§ Your goal
Count the lines in the material below that contain the word "Opts" and give the number alone.

§ Supplied data

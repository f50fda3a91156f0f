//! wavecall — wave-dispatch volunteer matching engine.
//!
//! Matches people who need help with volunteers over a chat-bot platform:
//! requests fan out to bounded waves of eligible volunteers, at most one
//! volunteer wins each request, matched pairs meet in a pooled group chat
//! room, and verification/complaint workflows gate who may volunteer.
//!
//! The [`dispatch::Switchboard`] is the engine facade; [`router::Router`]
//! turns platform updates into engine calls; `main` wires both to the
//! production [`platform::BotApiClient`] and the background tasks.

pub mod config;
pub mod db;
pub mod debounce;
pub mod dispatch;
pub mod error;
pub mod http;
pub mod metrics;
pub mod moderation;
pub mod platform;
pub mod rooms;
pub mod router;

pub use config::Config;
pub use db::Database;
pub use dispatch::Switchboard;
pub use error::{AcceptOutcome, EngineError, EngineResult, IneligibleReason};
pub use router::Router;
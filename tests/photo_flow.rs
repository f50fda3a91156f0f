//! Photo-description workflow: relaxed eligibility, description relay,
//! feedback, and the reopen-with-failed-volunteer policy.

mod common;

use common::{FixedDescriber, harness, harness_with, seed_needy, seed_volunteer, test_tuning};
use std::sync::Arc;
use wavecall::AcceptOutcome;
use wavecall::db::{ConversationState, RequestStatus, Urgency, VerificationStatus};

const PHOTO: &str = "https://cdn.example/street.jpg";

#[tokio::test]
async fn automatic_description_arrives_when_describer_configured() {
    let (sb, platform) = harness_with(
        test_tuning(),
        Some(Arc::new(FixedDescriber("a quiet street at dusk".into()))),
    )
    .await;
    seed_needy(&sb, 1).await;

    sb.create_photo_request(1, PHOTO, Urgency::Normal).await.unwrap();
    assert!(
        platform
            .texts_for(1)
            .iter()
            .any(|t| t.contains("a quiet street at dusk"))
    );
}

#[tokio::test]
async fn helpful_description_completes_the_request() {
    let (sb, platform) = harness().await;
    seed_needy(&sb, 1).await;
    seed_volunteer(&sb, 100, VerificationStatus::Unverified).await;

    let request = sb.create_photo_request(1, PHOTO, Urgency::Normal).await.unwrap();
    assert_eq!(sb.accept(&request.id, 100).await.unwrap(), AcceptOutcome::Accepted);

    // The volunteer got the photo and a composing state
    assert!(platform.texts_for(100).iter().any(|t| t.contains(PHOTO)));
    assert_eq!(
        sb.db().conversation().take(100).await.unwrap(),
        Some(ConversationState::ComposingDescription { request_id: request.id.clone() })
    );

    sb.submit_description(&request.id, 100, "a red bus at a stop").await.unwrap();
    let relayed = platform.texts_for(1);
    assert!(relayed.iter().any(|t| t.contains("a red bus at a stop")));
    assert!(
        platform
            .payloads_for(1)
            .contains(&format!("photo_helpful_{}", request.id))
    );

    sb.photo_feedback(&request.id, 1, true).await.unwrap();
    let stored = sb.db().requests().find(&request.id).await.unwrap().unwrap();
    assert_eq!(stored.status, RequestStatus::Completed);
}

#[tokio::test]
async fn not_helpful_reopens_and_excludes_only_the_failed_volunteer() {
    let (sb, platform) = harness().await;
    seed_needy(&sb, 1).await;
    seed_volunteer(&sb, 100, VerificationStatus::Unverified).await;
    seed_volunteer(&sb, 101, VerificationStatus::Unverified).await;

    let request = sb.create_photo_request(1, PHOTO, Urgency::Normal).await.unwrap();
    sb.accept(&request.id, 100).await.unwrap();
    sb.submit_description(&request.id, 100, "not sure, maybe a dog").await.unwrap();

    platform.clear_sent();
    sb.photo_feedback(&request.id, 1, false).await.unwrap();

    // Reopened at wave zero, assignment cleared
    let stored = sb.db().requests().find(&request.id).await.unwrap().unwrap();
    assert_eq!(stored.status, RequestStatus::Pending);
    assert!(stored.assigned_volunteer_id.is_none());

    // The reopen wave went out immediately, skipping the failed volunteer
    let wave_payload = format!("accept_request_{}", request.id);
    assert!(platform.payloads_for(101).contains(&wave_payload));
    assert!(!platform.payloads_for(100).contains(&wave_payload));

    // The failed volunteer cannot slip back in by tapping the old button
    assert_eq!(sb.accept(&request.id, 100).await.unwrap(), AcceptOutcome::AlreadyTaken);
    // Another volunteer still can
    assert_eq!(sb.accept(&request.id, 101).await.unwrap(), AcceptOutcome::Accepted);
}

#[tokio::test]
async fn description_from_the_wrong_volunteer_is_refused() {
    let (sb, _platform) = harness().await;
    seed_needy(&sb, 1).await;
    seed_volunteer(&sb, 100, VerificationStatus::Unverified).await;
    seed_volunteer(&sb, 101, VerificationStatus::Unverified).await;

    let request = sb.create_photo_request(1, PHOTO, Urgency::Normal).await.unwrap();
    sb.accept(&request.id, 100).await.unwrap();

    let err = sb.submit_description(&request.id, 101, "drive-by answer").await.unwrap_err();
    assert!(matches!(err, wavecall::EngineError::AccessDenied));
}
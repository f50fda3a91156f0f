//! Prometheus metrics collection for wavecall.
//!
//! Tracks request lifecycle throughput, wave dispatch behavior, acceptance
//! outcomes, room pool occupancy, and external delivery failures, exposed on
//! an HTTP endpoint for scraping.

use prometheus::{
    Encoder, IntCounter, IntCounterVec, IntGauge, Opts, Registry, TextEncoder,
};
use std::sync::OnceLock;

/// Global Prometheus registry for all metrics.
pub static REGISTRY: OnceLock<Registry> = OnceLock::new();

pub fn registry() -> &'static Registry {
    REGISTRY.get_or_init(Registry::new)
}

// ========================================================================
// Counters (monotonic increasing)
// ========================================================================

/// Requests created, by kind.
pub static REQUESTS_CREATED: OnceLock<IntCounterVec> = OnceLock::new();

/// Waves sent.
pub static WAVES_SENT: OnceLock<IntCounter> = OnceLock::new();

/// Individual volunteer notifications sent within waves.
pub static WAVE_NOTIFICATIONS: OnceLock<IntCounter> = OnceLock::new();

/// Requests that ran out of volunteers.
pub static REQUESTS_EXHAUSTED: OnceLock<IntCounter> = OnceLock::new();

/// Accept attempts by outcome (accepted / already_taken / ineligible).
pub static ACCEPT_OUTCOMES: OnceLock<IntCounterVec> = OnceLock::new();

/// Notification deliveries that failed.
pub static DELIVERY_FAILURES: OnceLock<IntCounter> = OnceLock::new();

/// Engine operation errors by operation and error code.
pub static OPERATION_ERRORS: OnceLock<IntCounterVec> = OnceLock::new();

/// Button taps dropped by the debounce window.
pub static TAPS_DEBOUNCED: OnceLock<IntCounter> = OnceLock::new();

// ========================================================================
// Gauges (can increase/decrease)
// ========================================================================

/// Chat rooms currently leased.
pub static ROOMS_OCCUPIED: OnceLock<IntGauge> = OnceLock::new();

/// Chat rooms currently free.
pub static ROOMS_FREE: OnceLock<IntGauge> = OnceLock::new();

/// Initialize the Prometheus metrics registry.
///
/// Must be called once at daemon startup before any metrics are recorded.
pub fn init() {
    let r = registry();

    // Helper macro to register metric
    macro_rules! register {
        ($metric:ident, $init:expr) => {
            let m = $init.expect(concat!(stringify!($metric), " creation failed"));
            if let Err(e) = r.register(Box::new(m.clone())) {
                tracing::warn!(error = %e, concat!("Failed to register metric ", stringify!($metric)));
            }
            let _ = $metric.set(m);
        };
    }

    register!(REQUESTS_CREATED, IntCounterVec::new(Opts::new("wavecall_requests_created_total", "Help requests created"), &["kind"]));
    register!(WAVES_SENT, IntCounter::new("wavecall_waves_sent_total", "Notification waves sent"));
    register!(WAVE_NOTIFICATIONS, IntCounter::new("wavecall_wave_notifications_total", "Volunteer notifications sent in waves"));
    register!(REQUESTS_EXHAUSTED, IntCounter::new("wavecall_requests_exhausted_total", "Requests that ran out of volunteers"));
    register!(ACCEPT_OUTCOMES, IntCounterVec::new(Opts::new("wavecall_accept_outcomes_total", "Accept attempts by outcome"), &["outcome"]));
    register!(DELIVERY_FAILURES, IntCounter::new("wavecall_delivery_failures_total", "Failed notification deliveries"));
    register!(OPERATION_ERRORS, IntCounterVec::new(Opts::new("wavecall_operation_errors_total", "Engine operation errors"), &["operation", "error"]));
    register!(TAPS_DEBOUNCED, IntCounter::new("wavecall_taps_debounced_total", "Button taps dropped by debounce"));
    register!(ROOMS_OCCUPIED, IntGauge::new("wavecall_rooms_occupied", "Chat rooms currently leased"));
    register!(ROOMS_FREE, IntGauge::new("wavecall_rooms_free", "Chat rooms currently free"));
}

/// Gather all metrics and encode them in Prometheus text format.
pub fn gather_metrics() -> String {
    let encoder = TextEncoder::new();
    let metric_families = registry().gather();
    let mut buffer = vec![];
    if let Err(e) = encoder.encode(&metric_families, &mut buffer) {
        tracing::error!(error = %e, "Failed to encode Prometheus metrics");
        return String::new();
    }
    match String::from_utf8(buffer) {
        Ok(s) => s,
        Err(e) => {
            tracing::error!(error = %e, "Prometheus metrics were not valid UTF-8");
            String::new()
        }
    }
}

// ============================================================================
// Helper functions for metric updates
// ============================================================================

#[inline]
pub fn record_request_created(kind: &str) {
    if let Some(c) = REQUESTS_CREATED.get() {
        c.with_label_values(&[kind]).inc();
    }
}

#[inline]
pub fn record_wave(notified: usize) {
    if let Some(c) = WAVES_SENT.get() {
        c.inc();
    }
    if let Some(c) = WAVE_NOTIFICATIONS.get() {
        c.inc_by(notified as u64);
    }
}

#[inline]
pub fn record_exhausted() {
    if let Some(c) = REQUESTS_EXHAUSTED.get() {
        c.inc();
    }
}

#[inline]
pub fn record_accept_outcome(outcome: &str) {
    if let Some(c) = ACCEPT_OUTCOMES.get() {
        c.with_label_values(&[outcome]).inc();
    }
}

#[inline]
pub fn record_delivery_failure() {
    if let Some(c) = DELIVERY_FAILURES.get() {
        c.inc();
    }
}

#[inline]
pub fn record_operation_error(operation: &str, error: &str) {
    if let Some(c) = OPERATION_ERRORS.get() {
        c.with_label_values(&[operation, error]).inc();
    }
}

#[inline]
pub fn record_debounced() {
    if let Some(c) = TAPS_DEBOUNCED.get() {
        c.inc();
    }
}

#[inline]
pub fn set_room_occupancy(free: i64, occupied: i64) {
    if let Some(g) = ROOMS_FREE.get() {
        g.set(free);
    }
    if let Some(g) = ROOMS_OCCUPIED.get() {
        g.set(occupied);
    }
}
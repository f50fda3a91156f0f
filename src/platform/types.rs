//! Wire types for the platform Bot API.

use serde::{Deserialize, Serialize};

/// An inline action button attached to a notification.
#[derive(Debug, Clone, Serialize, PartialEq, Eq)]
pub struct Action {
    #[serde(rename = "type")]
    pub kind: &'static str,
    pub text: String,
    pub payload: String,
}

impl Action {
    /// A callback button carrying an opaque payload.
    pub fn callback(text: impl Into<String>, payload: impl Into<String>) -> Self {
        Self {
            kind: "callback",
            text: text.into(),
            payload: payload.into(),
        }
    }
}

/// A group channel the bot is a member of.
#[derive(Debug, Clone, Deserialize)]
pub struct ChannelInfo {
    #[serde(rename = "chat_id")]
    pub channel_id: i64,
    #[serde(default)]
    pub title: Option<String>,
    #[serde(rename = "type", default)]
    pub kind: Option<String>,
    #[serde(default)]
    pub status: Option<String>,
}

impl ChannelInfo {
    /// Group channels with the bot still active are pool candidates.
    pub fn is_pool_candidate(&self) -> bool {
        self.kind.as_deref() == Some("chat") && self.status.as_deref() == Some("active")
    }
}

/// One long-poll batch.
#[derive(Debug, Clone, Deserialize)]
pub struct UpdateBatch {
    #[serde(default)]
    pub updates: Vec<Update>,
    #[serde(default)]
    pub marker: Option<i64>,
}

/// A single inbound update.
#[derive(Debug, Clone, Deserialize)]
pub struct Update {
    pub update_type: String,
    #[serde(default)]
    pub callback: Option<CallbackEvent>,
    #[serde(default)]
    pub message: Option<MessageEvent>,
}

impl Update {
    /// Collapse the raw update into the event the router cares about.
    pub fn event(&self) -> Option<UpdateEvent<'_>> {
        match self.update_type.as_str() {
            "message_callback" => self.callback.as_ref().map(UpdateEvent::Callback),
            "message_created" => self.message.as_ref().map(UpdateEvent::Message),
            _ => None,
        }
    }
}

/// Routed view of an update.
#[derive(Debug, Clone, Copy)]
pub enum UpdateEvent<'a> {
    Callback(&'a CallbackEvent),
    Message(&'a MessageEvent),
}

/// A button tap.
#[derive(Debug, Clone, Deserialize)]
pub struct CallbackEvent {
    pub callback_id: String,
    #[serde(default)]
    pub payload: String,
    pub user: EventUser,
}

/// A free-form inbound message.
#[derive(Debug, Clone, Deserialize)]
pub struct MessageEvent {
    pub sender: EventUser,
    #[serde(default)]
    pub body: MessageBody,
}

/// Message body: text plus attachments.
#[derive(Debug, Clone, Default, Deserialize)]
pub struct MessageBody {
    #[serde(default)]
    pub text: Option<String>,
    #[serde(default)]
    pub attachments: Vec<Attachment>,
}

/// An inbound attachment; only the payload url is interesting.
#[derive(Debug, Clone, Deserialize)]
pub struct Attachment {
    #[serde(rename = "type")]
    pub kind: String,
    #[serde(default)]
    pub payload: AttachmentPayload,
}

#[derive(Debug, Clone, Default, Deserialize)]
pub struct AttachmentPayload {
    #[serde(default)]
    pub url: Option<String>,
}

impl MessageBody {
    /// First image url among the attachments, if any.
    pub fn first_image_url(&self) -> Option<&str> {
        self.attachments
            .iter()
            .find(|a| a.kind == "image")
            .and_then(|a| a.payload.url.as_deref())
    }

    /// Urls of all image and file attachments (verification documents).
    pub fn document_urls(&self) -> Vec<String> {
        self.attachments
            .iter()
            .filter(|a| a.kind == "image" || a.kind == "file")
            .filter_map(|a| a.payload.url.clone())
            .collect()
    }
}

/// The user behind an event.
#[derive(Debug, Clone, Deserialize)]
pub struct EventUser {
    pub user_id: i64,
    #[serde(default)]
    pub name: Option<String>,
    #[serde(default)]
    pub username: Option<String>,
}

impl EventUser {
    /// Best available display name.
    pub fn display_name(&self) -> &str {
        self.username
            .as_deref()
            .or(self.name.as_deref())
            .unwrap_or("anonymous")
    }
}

§ Exercise answer
4